Report every line below that holds the word "crate".

[Stored data]
────
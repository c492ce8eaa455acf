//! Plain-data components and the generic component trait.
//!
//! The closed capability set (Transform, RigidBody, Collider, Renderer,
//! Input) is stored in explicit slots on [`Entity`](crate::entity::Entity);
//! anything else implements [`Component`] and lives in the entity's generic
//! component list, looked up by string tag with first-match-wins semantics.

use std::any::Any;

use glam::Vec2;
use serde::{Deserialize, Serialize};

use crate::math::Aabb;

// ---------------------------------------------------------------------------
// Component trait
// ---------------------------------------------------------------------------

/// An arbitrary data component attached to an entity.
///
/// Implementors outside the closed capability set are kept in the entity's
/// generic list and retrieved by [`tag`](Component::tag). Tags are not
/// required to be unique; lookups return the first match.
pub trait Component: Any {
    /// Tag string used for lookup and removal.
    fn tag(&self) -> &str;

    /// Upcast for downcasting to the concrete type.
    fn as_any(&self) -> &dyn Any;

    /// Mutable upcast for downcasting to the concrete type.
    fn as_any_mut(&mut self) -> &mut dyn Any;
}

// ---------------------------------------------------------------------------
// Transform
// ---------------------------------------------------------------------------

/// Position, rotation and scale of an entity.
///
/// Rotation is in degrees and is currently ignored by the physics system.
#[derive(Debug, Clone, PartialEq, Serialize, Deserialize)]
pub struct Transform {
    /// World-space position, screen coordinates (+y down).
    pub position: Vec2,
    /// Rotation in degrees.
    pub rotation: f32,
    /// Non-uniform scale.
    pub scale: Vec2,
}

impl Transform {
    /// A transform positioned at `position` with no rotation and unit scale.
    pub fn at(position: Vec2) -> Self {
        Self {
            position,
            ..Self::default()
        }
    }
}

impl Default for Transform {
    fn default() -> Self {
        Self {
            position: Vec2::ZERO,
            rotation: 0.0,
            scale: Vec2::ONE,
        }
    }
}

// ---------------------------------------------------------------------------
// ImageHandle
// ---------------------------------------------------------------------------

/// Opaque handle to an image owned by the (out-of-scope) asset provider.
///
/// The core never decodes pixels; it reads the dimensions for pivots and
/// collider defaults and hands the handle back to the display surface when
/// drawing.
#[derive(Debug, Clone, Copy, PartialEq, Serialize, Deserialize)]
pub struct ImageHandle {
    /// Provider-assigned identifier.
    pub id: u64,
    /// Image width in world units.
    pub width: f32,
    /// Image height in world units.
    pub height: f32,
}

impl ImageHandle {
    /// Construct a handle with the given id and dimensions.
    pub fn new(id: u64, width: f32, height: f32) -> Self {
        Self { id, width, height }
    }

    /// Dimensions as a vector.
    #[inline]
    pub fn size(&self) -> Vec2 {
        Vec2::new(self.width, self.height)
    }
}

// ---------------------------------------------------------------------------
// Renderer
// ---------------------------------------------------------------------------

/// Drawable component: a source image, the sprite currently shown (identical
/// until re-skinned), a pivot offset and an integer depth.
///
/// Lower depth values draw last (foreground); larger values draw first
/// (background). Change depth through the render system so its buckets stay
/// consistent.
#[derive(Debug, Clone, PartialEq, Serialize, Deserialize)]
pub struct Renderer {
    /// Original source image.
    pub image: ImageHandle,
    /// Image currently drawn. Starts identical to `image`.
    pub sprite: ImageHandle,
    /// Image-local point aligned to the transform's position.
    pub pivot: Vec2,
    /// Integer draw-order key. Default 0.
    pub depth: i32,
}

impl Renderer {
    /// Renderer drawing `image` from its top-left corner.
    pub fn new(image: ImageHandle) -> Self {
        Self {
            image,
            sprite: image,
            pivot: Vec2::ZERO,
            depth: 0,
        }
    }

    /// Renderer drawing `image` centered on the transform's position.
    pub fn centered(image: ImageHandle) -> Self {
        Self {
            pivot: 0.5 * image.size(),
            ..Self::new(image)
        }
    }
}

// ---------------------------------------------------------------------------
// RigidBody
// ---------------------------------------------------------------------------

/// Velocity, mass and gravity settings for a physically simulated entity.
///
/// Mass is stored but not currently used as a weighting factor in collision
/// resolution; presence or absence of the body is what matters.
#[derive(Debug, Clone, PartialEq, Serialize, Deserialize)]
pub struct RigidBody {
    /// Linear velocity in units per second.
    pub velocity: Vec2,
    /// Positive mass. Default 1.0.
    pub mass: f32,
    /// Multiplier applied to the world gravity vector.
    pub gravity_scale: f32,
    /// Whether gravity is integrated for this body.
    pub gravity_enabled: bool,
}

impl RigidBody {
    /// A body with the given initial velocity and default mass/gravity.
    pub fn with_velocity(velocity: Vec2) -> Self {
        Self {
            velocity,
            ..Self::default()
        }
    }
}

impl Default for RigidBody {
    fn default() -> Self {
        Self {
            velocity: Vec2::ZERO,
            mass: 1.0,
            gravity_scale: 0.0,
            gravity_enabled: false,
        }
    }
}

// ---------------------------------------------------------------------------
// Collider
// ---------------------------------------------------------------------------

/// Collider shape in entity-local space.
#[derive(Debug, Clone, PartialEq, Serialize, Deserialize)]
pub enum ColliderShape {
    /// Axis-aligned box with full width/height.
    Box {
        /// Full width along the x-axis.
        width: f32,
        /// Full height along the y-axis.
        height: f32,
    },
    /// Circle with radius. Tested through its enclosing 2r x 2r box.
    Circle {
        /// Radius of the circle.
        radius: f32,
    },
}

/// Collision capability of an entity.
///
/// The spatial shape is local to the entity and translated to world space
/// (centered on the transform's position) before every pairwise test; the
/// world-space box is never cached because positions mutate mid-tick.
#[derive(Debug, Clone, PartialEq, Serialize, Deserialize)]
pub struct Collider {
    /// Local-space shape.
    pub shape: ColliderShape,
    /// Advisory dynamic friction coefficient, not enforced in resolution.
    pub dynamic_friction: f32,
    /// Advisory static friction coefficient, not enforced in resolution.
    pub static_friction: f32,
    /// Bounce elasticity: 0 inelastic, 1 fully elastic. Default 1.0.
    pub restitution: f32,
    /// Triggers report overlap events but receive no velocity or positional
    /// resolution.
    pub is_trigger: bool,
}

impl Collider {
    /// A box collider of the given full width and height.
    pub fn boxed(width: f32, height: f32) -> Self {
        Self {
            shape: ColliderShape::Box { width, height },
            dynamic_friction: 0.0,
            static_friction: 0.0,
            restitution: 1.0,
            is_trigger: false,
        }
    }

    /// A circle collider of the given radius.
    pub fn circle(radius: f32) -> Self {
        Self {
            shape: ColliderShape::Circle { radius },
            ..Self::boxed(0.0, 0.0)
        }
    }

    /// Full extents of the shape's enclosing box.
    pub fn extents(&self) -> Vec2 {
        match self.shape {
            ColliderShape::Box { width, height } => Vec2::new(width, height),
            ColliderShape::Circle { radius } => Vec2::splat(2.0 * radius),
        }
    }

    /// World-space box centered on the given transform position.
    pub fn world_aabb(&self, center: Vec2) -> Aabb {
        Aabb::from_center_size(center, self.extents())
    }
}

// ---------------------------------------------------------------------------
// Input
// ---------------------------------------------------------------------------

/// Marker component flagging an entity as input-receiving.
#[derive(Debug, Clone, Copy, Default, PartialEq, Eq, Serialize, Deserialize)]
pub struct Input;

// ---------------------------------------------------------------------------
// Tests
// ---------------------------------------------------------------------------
────
## Completed task
//! Input) is stored in explicit slots on [`Entity`](crate::entity::Entity);
use crate::math::Aabb;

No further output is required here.